Figure 15-1: A boy with SCID
Figure 15-1: A patient with SCID must live in a protective bubble.
[© Bettmann/Corbis]

In the past two decades, techniques have been developed that offer the possibility of a different kind of transplantation therapy—gene therapy—that could help people with SCID and other incurable genetic diseases. In regard to SCID, a normal ADA gene is “transplanted” into cells of a patient’s immune system, thereby permitting these cells to survive and function normally. In the earliest human gene-therapy trials, scientists modified a type of virus called a retrovirus in the laboratory (“engineered”) so that it could insert itself and a normal ADA gene into chromosomes of the immune cells taken from patients with SCID. In this chapter, you will see that retroviruses have many biological properties in common with a type of mobile element called a retrotransposon, which is present in our genome and the genomes of most eukaryotes. Lessons learned about the behavior of retrotransposons and other mobile elements from model organisms such as yeast are sources of valuable insights into the design of a new generation of biological vectors for human gene therapy.

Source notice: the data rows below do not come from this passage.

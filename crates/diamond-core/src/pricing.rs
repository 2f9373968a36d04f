//! The diamond pricing formula and batch aggregation.

use crate::error::{DiamondError, DiamondResult};
use crate::tables;
use crate::types::{CalculationResponse, DiamondGroup, GroupDetails, GroupResult};

/// Base price in dollars per carat before any multipliers.
pub const BASE_PRICE_PER_CARAT: f64 = 3500.0;

/// Exponent of the sub-linear carat term. Carat enters the formula twice:
/// linearly and through this power term, so larger stones cost
/// disproportionately more but at a diminishing marginal rate.
pub const CARAT_CURVE_EXPONENT: f64 = 0.8;

/// Price a single diamond from its characteristics.
///
/// Validates the four grades against the multiplier tables; the first
/// invalid field aborts with the corresponding grade error. The returned
/// price is unrounded so callers can aggregate before display rounding.
pub fn price_per_diamond(group: &DiamondGroup) -> DiamondResult<f64> {
    let cut = tables::cut_multiplier(&group.cut).ok_or_else(|| DiamondError::InvalidCut {
        value: group.cut.clone(),
    })?;
    let color = tables::color_multiplier(&group.color).ok_or_else(|| DiamondError::InvalidColor {
        value: group.color.clone(),
    })?;
    let clarity =
        tables::clarity_multiplier(&group.clarity).ok_or_else(|| DiamondError::InvalidClarity {
            value: group.clarity.clone(),
        })?;
    let certification = tables::certification_multiplier(&group.certification).ok_or_else(|| {
        DiamondError::InvalidCertification {
            value: group.certification.clone(),
        }
    })?;

    // Multiplication order is fixed for reproducibility.
    let mut price = BASE_PRICE_PER_CARAT * group.carat;
    price *= cut;
    price *= color;
    price *= clarity;
    price *= certification;
    price *= group.carat.powf(CARAT_CURVE_EXPONENT);

    // A negative carat makes the power term NaN, and extreme inputs can
    // overflow to infinity. Neither is representable as a JSON number, so
    // fail the computation instead of emitting null prices.
    if !price.is_finite() {
        return Err(DiamondError::internal(format!(
            "price computation produced a non-finite value for carat {}",
            group.carat
        )));
    }

    Ok(price)
}

/// Price a batch of diamond groups.
///
/// Group ids are assigned as 1-based positions in input order. Totals are
/// accumulated from unrounded per-diamond prices; per-diamond, per-group,
/// and grand totals are rounded to 2 decimal places only for output. The
/// first invalid group aborts the whole batch with no partial results.
pub fn calculate(groups: &[DiamondGroup]) -> DiamondResult<CalculationResponse> {
    let mut results = Vec::with_capacity(groups.len());
    let mut grand_total = 0.0_f64;

    for (i, group) in groups.iter().enumerate() {
        let per_diamond = price_per_diamond(group)?;
        let total = per_diamond * f64::from(group.quantity);
        grand_total += total;

        results.push(GroupResult {
            group_id: (i + 1) as u32,
            per_diamond: round_to_cents(per_diamond),
            total: round_to_cents(total),
            details: GroupDetails::from(group),
        });
    }

    Ok(CalculationResponse {
        results,
        grand_total: round_to_cents(grand_total),
    })
}

/// Round to 2 decimal places for display.
fn round_to_cents(value: f64) -> f64 {
    (value * 100.0).round() / 100.0
}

Starting in the 1930s, genetic studies of maize yielded results that greatly upset the classical genetic picture of genes residing only at fixed loci on chromosomes. The research literature began to carry reports suggesting that certain genetic elements present in the main chromosomes can somehow move from one location to another. These findings were viewed with skepticism for many years, but it is now clear that such mobile elements are widespread in nature.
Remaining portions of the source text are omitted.